The United Nations Human Rights Council appointed Reem Alsalem as Special Rapporteur on violence against women and girls, its causes and consequences. On July 8, 2024, she publicized her communication to the government of Greece regarding her concerns about “altruistic surrogacy” in its jurisdiction.
Ms. Alsalem wrote:
the regulation of surrogacy in Greece appears to disproportionately focus on the protection and security of the commissioning parents, while lacking effective safeguards and due considerations to the rights of the surrogate mother, and the children born through surrogacy.
The letter describes many ways in which the rights of surrogate mothers and the children born of these procedures are violated, and it is worth reading in full. Perhaps the most alarming questions revolve around the economic coercion practiced under the legal fiction of “altruistic surrogacy.”

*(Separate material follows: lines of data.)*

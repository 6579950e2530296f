use std::sync::Arc;

use clap::{Parser, Subcommand};
use dotenvy::dotenv;

use travol::cli::{PromoteOutcome, RoleArg, promote_user};
use travol::db::run_migrations;
use travol_config::DatabaseConfig;
use travol_db::{DocumentStore, PgDocumentStore, PgPool, init_db_pool};
use travol_models::UserRole;

#[derive(Parser)]
#[command(name = "travol-cli")]
#[command(about = "Travol CLI - Administrative tools for the Travol API", long_about = None)]
struct Cli {
    #[command(subcommand)]
    command: Commands,
}

#[derive(Subcommand)]
enum Commands {
    /// Apply pending database migrations
    Migrate,
    /// Grant a role to a user, registering the user if needed
    Promote {
        /// Email address of the user
        #[arg(short = 'e', long)]
        email: String,

        /// Role to grant
        #[arg(short = 'r', long, value_enum)]
        role: RoleArg,
    },
}

#[tokio::main]
async fn main() {
    dotenv().ok();

    let cli = Cli::parse();

    let pool = match connect().await {
        Ok(pool) => pool,
        Err(e) => {
            eprintln!("❌ {:#}", e);
            std::process::exit(1);
        }
    };

    match cli.command {
        Commands::Migrate => handle_migrate(&pool).await,
        Commands::Promote { email, role } => handle_promote(pool.clone(), &email, role).await,
    }

    pool.close().await;
}

async fn connect() -> anyhow::Result<PgPool> {
    let config = DatabaseConfig::from_env()?;
    Ok(init_db_pool(&config).await?)
}

async fn handle_migrate(pool: &PgPool) {
    match run_migrations(pool).await {
        Ok(()) => println!("✅ Migrations applied"),
        Err(e) => {
            eprintln!("❌ Error running migrations: {:#}", e);
            std::process::exit(1);
        }
    }
}

async fn handle_promote(pool: PgPool, email: &str, role: RoleArg) {
    let store: Arc<dyn DocumentStore> = Arc::new(PgDocumentStore::new(pool));
    let role: UserRole = role.into();

    match promote_user(store.as_ref(), email, role).await {
        Ok(PromoteOutcome::Created(id)) => {
            println!("✅ Registered {} as {}", email, role);
            println!("   Id: {}", id);
        }
        Ok(PromoteOutcome::Updated) => println!("✅ {} is now {}", email, role),
        Ok(PromoteOutcome::Unchanged) => println!("ℹ️  {} already is {}", email, role),
        Err(e) => {
            eprintln!("❌ Error promoting user: {:#}", e);
            std::process::exit(1);
        }
    }
}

[T]he regulation of surrogacy in Greece also has gaps concerning the protection of women living in situations of economic vulnerability. Indeed, according to information received, poor or migrant women are selected to be surrogate mothers precisely because of their vulnerable situation. Hence, according to data received, more than 60 per cent of surrogate mothers are not citizens of Greece. A study noted that most of them are from Bulgaria, Poland, Georgia, Albania, and Romania. This was intensified by the regulatory change in 2014, which allows surrogate mothers to not be Greek citizens, or even have permanent residency, placing migrant women at greater risk.
Additionally, I share the concern that, although according to Law 3089/2002 surrogacy should be carried out exclusively for “altruistic” purposes, there are allegations that surrogacy and egg “donation” are, in fact, carried out for financial reasons. It is possible to observe surrogate mothers who pretend to be the commissioner’s best friends (in accordance with the principle of altruism) but in reality, are usually younger non-Greeks than the commissioning parents or, in some situations, their foreign-born domestic workers.
The Georgia Green Party Platform supports the Declaration on Women’s Sex-Based Rights and endorses the Draft International Convention for the Abolition of Surrogacy to protect women locally and globally from the exploitative surrogacy industry. The party commits to “protect women in Georgia and globally from the predatory domestic and global surrogacy market and its reliance on the trafficking of impoverished women’s bodies.”
In the discussions party members had prior to adopting this position, the question of “altruistic surrogacy” attracted focus. Evidence showing how jurisdictions which allowed surrogacy under this label had abuses like those Ms. Alsalem suspects are happening in Greece persuaded the party that abolition was the best policy.